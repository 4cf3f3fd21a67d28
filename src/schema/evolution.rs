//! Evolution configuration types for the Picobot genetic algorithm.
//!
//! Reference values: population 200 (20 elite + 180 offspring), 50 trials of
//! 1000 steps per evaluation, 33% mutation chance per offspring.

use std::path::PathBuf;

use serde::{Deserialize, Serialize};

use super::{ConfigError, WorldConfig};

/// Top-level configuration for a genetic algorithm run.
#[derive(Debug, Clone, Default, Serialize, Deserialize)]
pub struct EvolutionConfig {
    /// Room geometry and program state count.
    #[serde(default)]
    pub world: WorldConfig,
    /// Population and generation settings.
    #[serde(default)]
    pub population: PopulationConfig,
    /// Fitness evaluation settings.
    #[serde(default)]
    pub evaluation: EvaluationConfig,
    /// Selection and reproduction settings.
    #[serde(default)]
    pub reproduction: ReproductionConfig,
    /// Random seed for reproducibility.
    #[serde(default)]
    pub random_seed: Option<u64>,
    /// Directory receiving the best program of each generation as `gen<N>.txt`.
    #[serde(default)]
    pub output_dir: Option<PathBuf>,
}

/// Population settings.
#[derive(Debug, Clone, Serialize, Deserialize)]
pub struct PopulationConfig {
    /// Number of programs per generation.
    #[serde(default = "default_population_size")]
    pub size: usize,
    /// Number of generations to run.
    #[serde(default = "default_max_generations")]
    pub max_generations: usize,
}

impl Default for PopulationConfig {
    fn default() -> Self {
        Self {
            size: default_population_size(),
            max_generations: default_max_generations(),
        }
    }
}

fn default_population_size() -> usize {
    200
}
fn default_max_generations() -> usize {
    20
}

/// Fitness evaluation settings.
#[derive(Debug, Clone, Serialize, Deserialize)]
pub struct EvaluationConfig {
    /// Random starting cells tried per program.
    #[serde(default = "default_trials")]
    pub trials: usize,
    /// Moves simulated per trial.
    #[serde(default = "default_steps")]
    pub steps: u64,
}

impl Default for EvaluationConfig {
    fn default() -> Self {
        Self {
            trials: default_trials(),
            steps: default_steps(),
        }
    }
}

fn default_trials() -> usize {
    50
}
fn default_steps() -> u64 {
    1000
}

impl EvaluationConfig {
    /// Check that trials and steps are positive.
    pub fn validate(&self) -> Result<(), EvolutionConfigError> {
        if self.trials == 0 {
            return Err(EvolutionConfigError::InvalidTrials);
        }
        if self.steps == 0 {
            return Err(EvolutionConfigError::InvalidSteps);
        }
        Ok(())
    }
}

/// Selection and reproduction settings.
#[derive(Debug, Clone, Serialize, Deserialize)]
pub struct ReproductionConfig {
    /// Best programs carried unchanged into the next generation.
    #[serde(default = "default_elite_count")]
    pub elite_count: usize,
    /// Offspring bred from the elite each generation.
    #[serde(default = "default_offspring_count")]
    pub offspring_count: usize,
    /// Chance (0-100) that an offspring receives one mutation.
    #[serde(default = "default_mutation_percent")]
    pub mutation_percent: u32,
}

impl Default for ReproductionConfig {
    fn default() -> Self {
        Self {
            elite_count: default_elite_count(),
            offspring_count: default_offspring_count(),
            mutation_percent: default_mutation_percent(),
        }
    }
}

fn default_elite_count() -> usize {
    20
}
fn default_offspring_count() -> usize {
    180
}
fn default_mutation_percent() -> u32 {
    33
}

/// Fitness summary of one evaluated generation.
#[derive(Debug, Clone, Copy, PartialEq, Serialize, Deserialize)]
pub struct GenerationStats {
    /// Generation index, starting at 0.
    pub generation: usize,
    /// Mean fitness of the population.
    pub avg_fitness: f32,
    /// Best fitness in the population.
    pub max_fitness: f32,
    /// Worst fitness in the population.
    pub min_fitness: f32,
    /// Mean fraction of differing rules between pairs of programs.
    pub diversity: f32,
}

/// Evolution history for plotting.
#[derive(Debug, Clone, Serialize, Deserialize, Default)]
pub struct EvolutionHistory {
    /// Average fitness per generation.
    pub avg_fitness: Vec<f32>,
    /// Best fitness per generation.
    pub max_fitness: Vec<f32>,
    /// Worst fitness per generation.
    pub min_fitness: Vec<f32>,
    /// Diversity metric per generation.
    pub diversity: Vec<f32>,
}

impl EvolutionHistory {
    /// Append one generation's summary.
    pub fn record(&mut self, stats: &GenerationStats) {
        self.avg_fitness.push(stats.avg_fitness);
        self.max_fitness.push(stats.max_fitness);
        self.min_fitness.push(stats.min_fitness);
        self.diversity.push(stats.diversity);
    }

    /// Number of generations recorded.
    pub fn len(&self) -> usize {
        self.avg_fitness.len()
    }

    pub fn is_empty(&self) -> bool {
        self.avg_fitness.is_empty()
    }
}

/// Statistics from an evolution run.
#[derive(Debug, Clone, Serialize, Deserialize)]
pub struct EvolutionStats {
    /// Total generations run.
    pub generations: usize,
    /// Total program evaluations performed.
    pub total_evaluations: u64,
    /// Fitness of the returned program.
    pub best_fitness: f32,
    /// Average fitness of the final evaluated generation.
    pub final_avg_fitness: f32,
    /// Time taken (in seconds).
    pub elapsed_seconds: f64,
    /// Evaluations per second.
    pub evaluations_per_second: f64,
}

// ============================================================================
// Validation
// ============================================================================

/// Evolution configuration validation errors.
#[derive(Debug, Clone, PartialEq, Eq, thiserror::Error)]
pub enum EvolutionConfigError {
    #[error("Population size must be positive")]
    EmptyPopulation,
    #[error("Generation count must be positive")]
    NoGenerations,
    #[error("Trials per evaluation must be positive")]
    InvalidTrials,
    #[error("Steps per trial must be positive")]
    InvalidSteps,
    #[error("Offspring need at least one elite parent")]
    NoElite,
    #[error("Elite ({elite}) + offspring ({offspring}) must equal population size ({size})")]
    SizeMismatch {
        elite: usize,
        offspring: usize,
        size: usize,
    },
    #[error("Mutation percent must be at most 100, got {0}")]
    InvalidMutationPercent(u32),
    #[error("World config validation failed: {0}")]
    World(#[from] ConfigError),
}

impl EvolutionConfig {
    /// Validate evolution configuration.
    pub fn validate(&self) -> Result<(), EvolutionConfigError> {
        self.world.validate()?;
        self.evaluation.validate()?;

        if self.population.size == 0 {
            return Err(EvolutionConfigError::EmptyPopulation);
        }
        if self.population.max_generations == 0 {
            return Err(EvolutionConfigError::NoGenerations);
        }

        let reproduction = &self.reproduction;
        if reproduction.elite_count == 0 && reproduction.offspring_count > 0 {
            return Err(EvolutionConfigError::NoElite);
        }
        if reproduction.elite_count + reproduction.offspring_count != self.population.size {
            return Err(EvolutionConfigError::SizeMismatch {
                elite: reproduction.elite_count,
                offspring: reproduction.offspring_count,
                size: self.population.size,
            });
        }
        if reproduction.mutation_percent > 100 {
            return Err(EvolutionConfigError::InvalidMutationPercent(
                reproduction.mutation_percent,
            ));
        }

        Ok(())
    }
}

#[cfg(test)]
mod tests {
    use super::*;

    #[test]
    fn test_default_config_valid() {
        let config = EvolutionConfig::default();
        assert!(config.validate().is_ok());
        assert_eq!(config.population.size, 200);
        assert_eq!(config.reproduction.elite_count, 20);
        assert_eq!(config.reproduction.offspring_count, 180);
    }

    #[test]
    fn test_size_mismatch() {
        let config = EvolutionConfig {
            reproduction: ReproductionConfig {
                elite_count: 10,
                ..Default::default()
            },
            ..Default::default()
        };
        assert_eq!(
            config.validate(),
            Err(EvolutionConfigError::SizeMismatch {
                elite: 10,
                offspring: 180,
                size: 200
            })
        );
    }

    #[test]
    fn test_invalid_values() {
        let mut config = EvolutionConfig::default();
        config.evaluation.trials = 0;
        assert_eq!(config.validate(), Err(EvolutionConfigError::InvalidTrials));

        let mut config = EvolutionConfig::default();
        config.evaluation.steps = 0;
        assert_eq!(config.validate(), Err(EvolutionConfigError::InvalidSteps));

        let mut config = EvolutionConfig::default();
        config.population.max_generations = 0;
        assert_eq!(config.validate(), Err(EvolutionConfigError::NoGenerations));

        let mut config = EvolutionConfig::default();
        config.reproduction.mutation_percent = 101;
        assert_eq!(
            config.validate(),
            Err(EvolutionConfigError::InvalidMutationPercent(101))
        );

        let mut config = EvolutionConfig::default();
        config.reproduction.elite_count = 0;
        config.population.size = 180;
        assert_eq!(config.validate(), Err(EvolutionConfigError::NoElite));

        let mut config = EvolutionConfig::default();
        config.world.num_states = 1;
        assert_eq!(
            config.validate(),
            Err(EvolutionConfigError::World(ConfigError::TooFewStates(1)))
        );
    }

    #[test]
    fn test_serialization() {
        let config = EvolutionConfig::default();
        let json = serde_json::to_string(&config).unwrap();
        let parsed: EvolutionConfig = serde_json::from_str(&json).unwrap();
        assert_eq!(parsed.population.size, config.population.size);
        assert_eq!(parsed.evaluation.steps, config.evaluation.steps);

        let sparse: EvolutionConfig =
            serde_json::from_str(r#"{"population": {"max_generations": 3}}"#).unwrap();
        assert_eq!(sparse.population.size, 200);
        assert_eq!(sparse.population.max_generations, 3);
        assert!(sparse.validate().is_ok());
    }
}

→ WORK ITEM
Only the lines from the first line of the material above through the line that contains "pub struct EvolutionConfig" should be quoted, each one exactly.

→ EXERCISE RESULT
repository 4cf3f3fd21a67d28
filename src/schema/evolution.rs
//! Evolution configuration types for the Picobot genetic algorithm.
//!
//! Reference values: population 200 (20 elite + 180 offspring), 50 trials of
//! 1000 steps per evaluation, 33% mutation chance per offspring.

use std::path::PathBuf;

use serde::{Deserialize, Serialize};

use super::{ConfigError, WorldConfig};

/// Top-level configuration for a genetic algorithm run.
#[derive(Debug, Clone, Default, Serialize, Deserialize)]
pub struct EvolutionConfig {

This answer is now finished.